▸ WORK REQUIRED
Whenever a line in the data holds the string "ORDER", pull that line out.
Content starts
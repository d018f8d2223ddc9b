//! Read-only catalog queries.

use rusqlite::{params, Connection, OptionalExtension};
use serde::Serialize;
use tracing::debug;

use crate::error::{Result, StoreError};
use crate::schema::quote_ident;
use crate::sqlite::SqliteStore;
use crate::statement::{LayoutColumn, TableLayout};
use crate::value::DataType;

#[derive(Debug, Clone, PartialEq, Serialize)]
pub struct DatabaseInfo {
    pub path: String,
    pub tables: Vec<TableInfo>,
    pub table_count: usize,
}

#[derive(Debug, Clone, PartialEq, Serialize)]
pub struct TableInfo {
    pub name: String,
    pub columns: Vec<ColumnInfo>,
    pub indexes: Vec<IndexInfo>,
    pub row_count: i64,
    /// The stored CREATE TABLE statement.
    pub sql: Option<String>,
}

#[derive(Debug, Clone, PartialEq, Serialize)]
pub struct ColumnInfo {
    pub cid: i64,
    pub name: String,
    #[serde(rename = "type")]
    pub declared_type: String,
    pub not_null: bool,
    pub default: Option<String>,
    /// 1-based position within the primary key, 0 when not part of it.
    pub primary_key: i64,
}

#[derive(Debug, Clone, PartialEq, Serialize)]
pub struct IndexInfo {
    pub name: String,
    pub unique: bool,
    /// `c` for CREATE INDEX, `u` for UNIQUE constraints, `pk` for primary keys.
    pub origin: String,
    pub columns: Vec<String>,
}

impl SqliteStore {
    pub fn database_info(&self) -> Result<DatabaseInfo> {
        let tables = self
            .list_tables()?
            .iter()
            .map(|name| self.table_info(name))
            .collect::<Result<Vec<_>>>()?;
        Ok(DatabaseInfo {
            path: self.path().display().to_string(),
            table_count: tables.len(),
            tables,
        })
    }

    /// User table names, sorted. Internal `sqlite_*` tables are excluded.
    pub fn list_tables(&self) -> Result<Vec<String>> {
        let conn = self.conn()?;
        let mut stmt = conn.prepare(
            "SELECT name FROM sqlite_master WHERE type = 'table' \
             AND name NOT LIKE 'sqlite\\_%' ESCAPE '\\' ORDER BY name",
        )?;
        let names = stmt
            .query_map([], |row| row.get(0))?
            .collect::<rusqlite::Result<Vec<String>>>()?;
        Ok(names)
    }

    pub fn table_info(&self, name: &str) -> Result<TableInfo> {
        let conn = self.conn()?;
        let sql = require_table(conn, name)?;
        debug!(table = name, "reading table catalog");
        Ok(TableInfo {
            name: name.to_string(),
            columns: columns(conn, name)?,
            indexes: indexes(conn, name)?,
            row_count: count_rows(conn, name)?,
            sql,
        })
    }

    /// Number of rows in `name`.
    pub fn table_count(&self, name: &str) -> Result<i64> {
        let conn = self.conn()?;
        require_table(conn, name)?;
        count_rows(conn, name)
    }
}

pub(crate) fn table_exists(conn: &Connection, name: &str) -> Result<bool> {
    Ok(stored_sql(conn, name)?.is_some())
}

/// Returns the stored CREATE statement, or `NotFound`. Any stored name is
/// accepted; the identifier rules only bind tables created through
/// [`TableSchema`](crate::schema::TableSchema).
fn require_table(conn: &Connection, name: &str) -> Result<Option<String>> {
    stored_sql(conn, name)?
        .ok_or_else(|| StoreError::NotFound(format!("table '{name}' does not exist")))
}

fn stored_sql(conn: &Connection, name: &str) -> Result<Option<Option<String>>> {
    let sql = conn
        .query_row(
            "SELECT sql FROM sqlite_master WHERE type = 'table' AND name = ?1",
            params![name],
            |row| row.get::<_, Option<String>>(0),
        )
        .optional()?;
    Ok(sql)
}

fn count_rows(conn: &Connection, name: &str) -> Result<i64> {
    let sql = format!("SELECT COUNT(*) FROM {}", quote_ident(name));
    Ok(conn.query_row(&sql, [], |row| row.get(0))?)
}

fn columns(conn: &Connection, name: &str) -> Result<Vec<ColumnInfo>> {
    let mut stmt = conn.prepare(
        "SELECT cid, name, type, \"notnull\", dflt_value, pk FROM pragma_table_info(?1) ORDER BY cid",
    )?;
    let columns = stmt
        .query_map(params![name], |row| {
            Ok(ColumnInfo {
                cid: row.get(0)?,
                name: row.get(1)?,
                declared_type: row.get(2)?,
                not_null: row.get(3)?,
                default: row.get(4)?,
                primary_key: row.get(5)?,
            })
        })?
        .collect::<rusqlite::Result<Vec<_>>>()?;
    Ok(columns)
}

fn indexes(conn: &Connection, name: &str) -> Result<Vec<IndexInfo>> {
    let mut stmt =
        conn.prepare("SELECT name, \"unique\", origin FROM pragma_index_list(?1) ORDER BY seq")?;
    let listed = stmt
        .query_map(params![name], |row| {
            Ok((row.get::<_, String>(0)?, row.get::<_, bool>(1)?, row.get::<_, String>(2)?))
        })?
        .collect::<rusqlite::Result<Vec<_>>>()?;

    let mut columns_stmt =
        conn.prepare("SELECT name FROM pragma_index_info(?1) ORDER BY seqno")?;
    let mut indexes = Vec::with_capacity(listed.len());
    for (index, unique, origin) in listed {
        let columns = columns_stmt
            .query_map(params![index], |row| row.get::<_, Option<String>>(0))?
            .collect::<rusqlite::Result<Vec<_>>>()?
            .into_iter()
            .flatten()
            .collect();
        indexes.push(IndexInfo {
            name: index,
            unique,
            origin,
            columns,
        });
    }
    Ok(indexes)
}

/// Loads the layout the statement compiler validates against.
pub(crate) fn load_layout(conn: &Connection, name: &str) -> Result<TableLayout> {
    require_table(conn, name)?;
    let columns = columns(conn, name)?;
    let pk_count = columns.iter().filter(|c| c.primary_key > 0).count();
    let columns = columns
        .into_iter()
        .map(|c| LayoutColumn {
            data_type: DataType::from_declared(&c.declared_type),
            nullable: !c.not_null,
            has_default: c.default.is_some(),
            rowid_alias: pk_count == 1
                && c.primary_key == 1
                && c.declared_type.eq_ignore_ascii_case("INTEGER"),
            name: c.name,
        })
        .collect();
    Ok(TableLayout {
        table: name.to_string(),
        columns,
    })
}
Content ends
▸ EXERCISE ANSWER
             AND name NOT LIKE 'sqlite\\_%' ESCAPE '\\' ORDER BY name",
        "SELECT cid, name, type, \"notnull\", dflt_value, pk FROM pragma_table_info(?1) ORDER BY cid",
        conn.prepare("SELECT name, \"unique\", origin FROM pragma_index_list(?1) ORDER BY seq")?;
        conn.prepare("SELECT name FROM pragma_index_info(?1) ORDER BY seqno")?;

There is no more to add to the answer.